Record set:
#####

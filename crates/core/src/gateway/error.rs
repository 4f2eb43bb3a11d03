//! Gateway error types.

use thiserror::Error;

use misbuilder_shared::types::AccountId;

/// Errors raised by a ledger gateway.
#[derive(Debug, Error)]
pub enum GatewayError {
    /// The backing store rejected or failed a query.
    #[error("ledger query failed: {0}")]
    Query(String),

    /// An account referenced by a lookup does not exist.
    #[error("account not found: {0}")]
    AccountNotFound(AccountId),

    /// An auxiliary query targets a model the gateway does not know.
    #[error("unknown model: {0}")]
    UnknownModel(String),
}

#####

Goal of the exercise: Copy out the data shown above without altering anything.

Task response:
filename crates/core/src/gateway/error.rs
repository 4f2eb43bb3a11d03
//! Gateway error types.

use thiserror::Error;

use misbuilder_shared::types::AccountId;

/// Errors raised by a ledger gateway.
#[derive(Debug, Error)]
pub enum GatewayError {
    /// The backing store rejected or failed a query.
    #[error("ledger query failed: {0}")]
    Query(String),

    /// An account referenced by a lookup does not exist.
    #[error("account not found: {0}")]
    AccountNotFound(AccountId),

    /// An auxiliary query targets a model the gateway does not know.
    #[error("unknown model: {0}")]
    UnknownModel(String),
}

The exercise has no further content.